The Life-Changing Magic of Tidying Up by Marie Kondo, along with the Netflix series that followed, became a hot topic of conversation earlier this year. Kondo’s method’s central tenet is to ascertain whether an item “sparks joy.” If it doesn’t, it’s clutter that you don’t need. Here’s how to implement Kondo’s organizing techniques in your own house:

1. See Whether It Makes You Happy

Kondo advises going through everything in your house, taking an item in your hand, and asking yourself if it makes you happy. Like your preowned engagement ring, it’s time to part with anything if you don’t feel good about it. You can give it to someone who will value it higher or sell it. This holds true for your clothes in addition to furniture and trinkets.
2. Sort by Category Rather Than Room

Kondo advises classifying everything and sorting through it that way rather than walking through your house room by room. You’ll be able to see everything you have in that grouping with clarity in this method.
3. Folding Vertically

One of Kondo’s more avant-garde thoughts is perhaps the vertical folding technique. You’ll be able to see every article of clothing if you fold and store it upright because nothing will be hidden behind overturning heaps.
4. Spotless Containers

Food, according to Kondo, usually comes in loudly labeled, vibrantly colored cartons when it is purchased. She suggests moving your food to “clean” containers so that your cupboard becomes a peaceful, cozy space rather than a chaotic one.
5. Apparel

According to Kondo, it’s critical to keep track of every item of clothes you wear throughout a given season when keeping it. To avoid buying items you already own, she also suggests pairing up similar-type and colored clothing.
6. Handbags

When it comes to purses, Kondo advises making it a daily habit to empty your luggage. Move the contents to a different box that corresponds to the things you’ll need on a daily basis for your purse. She also suggests keeping the bags inside one another to conserve space and keep the bags from losing their shape.
7. Images

Although it can be difficult to part with photos, according to Kondo, you should only actually save the ones that are incredibly memorable. To find out how Kondo saves and arranges her pictures, go this link.
8. Textbooks

According to Kondo, you ought to divide your book collection into two sections: those you have already read and those you have been meaning to get around to but haven’t yet. The first batch can be donated because they have fulfilled their purpose. It’s likely that you won’t read the second bunch if you haven’t before, and they can also be given. She advises preserving only your all-time favorite books.
9. Work Area

You must have a functional workspace. Eliminate everything from your workstation that does not support the work you are performing because of this. Kondo recommends storing critical documents, etc. in vertical files.
MY HUSBAND LEFT ME AND OUR KIDS FOR HIS MISTRESS – I WAS FURIOUS AND TOOK MY REVENGE.

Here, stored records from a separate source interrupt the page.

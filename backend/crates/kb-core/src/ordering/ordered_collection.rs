//! Positioned items grouped by scope and kept in key order.

use crate::{CoreError, CoreResult, Position, PositionAllocator, Positioned};

use std::collections::HashMap;
use std::panic::Location;

use error_location::ErrorLocation;
use log::{debug, info};
use uuid::Uuid;

/// Result of a move: where the item goes and which keys change.
#[derive(Debug, Clone, PartialEq)]
pub struct MovePlan {
    pub item_id: Uuid,
    pub from_scope: Uuid,
    pub to_scope: Uuid,
    pub previous_position: Position,
    pub position: Position,
    /// Every key of the target scope when the move forced a renumbering,
    /// in display order. Empty otherwise.
    pub renumbered: Vec<(Uuid, Position)>,
}

impl MovePlan {
    /// The item keeps its scope and key
    pub fn is_noop(&self) -> bool {
        self.from_scope == self.to_scope
            && self.previous_position == self.position
            && self.renumbered.is_empty()
    }

    pub fn is_renumbered(&self) -> bool {
        !self.renumbered.is_empty()
    }

    /// Items whose scope or key this plan changes, as (id, scope, key)
    pub fn placements(&self) -> Vec<(Uuid, Uuid, Position)> {
        if self.is_renumbered() {
            self.renumbered
                .iter()
                .map(|(id, position)| (*id, self.to_scope, *position))
                .collect()
        } else if self.is_noop() {
            Vec::new()
        } else {
            vec![(self.item_id, self.to_scope, self.position)]
        }
    }
}

/// Items keyed by id, listed per scope by ascending key with ties broken
/// by id. Listing returns a snapshot; callers list again to see later moves.
#[derive(Debug, Clone)]
pub struct OrderedCollection<T> {
    items: HashMap<Uuid, T>,
}

impl<T> Default for OrderedCollection<T> {
    fn default() -> Self {
        Self {
            items: HashMap::new(),
        }
    }
}

impl<T: Positioned> FromIterator<T> for OrderedCollection<T> {
    fn from_iter<I: IntoIterator<Item = T>>(iter: I) -> Self {
        Self {
            items: iter.into_iter().map(|item| (item.id(), item)).collect(),
        }
    }
}

impl<T: Positioned> OrderedCollection<T> {
    pub fn new() -> Self {
        Self::default()
    }

    pub fn len(&self) -> usize {
        self.items.len()
    }

    pub fn is_empty(&self) -> bool {
        self.items.is_empty()
    }

    pub fn get(&self, id: Uuid) -> Option<&T> {
        self.items.get(&id)
    }

    pub fn contains(&self, id: Uuid) -> bool {
        self.items.contains_key(&id)
    }

    pub fn insert(&mut self, item: T) -> Option<T> {
        self.items.insert(item.id(), item)
    }

    pub fn remove(&mut self, id: Uuid) -> Option<T> {
        self.items.remove(&id)
    }

    /// Every item, in no particular order
    pub fn iter(&self) -> impl Iterator<Item = &T> {
        self.items.values()
    }

    /// Items of one scope ordered by key, then id
    pub fn list_by_scope(&self, scope_id: Uuid) -> Vec<&T> {
        let mut list: Vec<&T> = self
            .items
            .values()
            .filter(|item| item.scope_id() == scope_id)
            .collect();
        list.sort_by(|a, b| display_order(*a, *b));
        list
    }

    /// All items ordered by scope id, then key, then id
    pub fn ordered(&self) -> Vec<&T> {
        let mut list: Vec<&T> = self.items.values().collect();
        list.sort_by(|a, b| {
            a.scope_id()
                .cmp(&b.scope_id())
                .then_with(|| display_order(*a, *b))
        });
        list
    }

    /// Index of an item within its scope's display order
    pub fn index_of(&self, id: Uuid) -> Option<usize> {
        let scope_id = self.items.get(&id)?.scope_id();
        self.list_by_scope(scope_id)
            .iter()
            .position(|item| item.id() == id)
    }

    /// Set scope and key of one item directly (optimistic or restored state)
    #[track_caller]
    pub fn place(&mut self, id: Uuid, scope_id: Uuid, position: Position) -> CoreResult<()> {
        let item = self.items.get_mut(&id).ok_or_else(|| CoreError::ItemNotFound {
            item_id: id,
            location: ErrorLocation::from(Location::caller()),
        })?;
        item.place(scope_id, position);
        Ok(())
    }

    /// Compute a move without applying it.
    ///
    /// Neighbours are taken at `target_index` in the target scope's order
    /// with the moving item excluded; an index past the end appends.
    /// If the allocator cannot produce a distinct key the target scope is
    /// renumbered with the item already in place.
    #[track_caller]
    pub fn plan_move(
        &self,
        allocator: &PositionAllocator,
        item_id: Uuid,
        target_scope: Uuid,
        target_index: usize,
    ) -> CoreResult<MovePlan> {
        let item = self.items.get(&item_id).ok_or_else(|| CoreError::ItemNotFound {
            item_id,
            location: ErrorLocation::from(Location::caller()),
        })?;
        let from_scope = item.scope_id();
        let previous_position = item.position();

        let siblings: Vec<&T> = self
            .list_by_scope(target_scope)
            .into_iter()
            .filter(|other| other.id() != item_id)
            .collect();
        let index = target_index.min(siblings.len());

        // Dropping an item back onto its own slot leaves every key alone
        if from_scope == target_scope && self.index_of(item_id) == Some(index) {
            debug!("Move of {} to index {} is a no-op", item_id, index);
            return Ok(MovePlan {
                item_id,
                from_scope,
                to_scope: target_scope,
                previous_position,
                position: previous_position,
                renumbered: Vec::new(),
            });
        }

        let prev = index
            .checked_sub(1)
            .and_then(|i| siblings.get(i))
            .map(|s| s.position());
        let next = siblings.get(index).map(|s| s.position());

        if let Some(position) = allocator.allocate(prev, next) {
            debug!(
                "Allocated {} for {} between {:?} and {:?} in scope {}",
                position, item_id, prev, next, target_scope
            );
            return Ok(MovePlan {
                item_id,
                from_scope,
                to_scope: target_scope,
                previous_position,
                position,
                renumbered: Vec::new(),
            });
        }

        info!(
            "Position precision exhausted in scope {}, renumbering {} items",
            target_scope,
            siblings.len() + 1
        );

        let mut order: Vec<Uuid> = siblings.iter().map(|s| s.id()).collect();
        order.insert(index, item_id);
        let renumbered = renumber_order(allocator, target_scope, &order)?;
        let position = renumbered[index].1;

        Ok(MovePlan {
            item_id,
            from_scope,
            to_scope: target_scope,
            previous_position,
            position,
            renumbered,
        })
    }

    /// Apply a plan computed by [`plan_move`](Self::plan_move)
    #[track_caller]
    pub fn apply(&mut self, plan: &MovePlan) -> CoreResult<()> {
        for (id, scope_id, position) in plan.placements() {
            self.place(id, scope_id, position)?;
        }
        Ok(())
    }

    /// The single authoritative move: plan, apply, return the plan
    #[track_caller]
    pub fn move_within_or_between_scopes(
        &mut self,
        allocator: &PositionAllocator,
        item_id: Uuid,
        target_scope: Uuid,
        target_index: usize,
    ) -> CoreResult<MovePlan> {
        let plan = self.plan_move(allocator, item_id, target_scope, target_index)?;
        self.apply(&plan)?;
        Ok(plan)
    }

    /// Reassign evenly spaced keys to a whole scope, keeping its order
    #[track_caller]
    pub fn renumber_scope(
        &mut self,
        allocator: &PositionAllocator,
        scope_id: Uuid,
    ) -> CoreResult<Vec<(Uuid, Position)>> {
        let order: Vec<Uuid> = self
            .list_by_scope(scope_id)
            .iter()
            .map(|item| item.id())
            .collect();
        let renumbered = renumber_order(allocator, scope_id, &order)?;
        for (id, position) in &renumbered {
            self.place(*id, scope_id, *position)?;
        }
        Ok(renumbered)
    }
}

fn display_order<T: Positioned>(a: &T, b: &T) -> std::cmp::Ordering {
    a.position()
        .cmp(&b.position())
        .then_with(|| a.id().cmp(&b.id()))
}

#[track_caller]
fn renumber_order(
    allocator: &PositionAllocator,
    scope_id: Uuid,
    order: &[Uuid],
) -> CoreResult<Vec<(Uuid, Position)>> {
    let keys = allocator.renumber(order.len());

    let strictly_increasing = keys.windows(2).all(|pair| pair[0] < pair[1]);
    if keys.len() != order.len() || !strictly_increasing {
        return Err(CoreError::RenumberFailed {
            scope_id,
            message: format!(
                "step {} cannot order {} items",
                allocator.renumber_step(),
                order.len()
            ),
            location: ErrorLocation::from(Location::caller()),
        });
    }

    Ok(order.iter().copied().zip(keys).collect())
}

The bitterness tasted like ash in my mouth. How could he? How could he just walk away, leaving us like discarded toys? Mark, my husband of fifteen years, the man I’d built a life with, had traded us in for a shiny, new model. A twenty-year-old, no less. A coworker. I’d suspected something was off, the late nights, the secretive phone calls, but I’d pushed it aside, trusting him. Foolish me.
The day I caught them, at that cheap motel on the outskirts of town, was seared into my memory. The look on his face, a mixture of guilt and something disturbingly close to relief, still haunted my dreams. He didn’t even try to deny it, just mumbled some pathetic excuse about “finding himself.”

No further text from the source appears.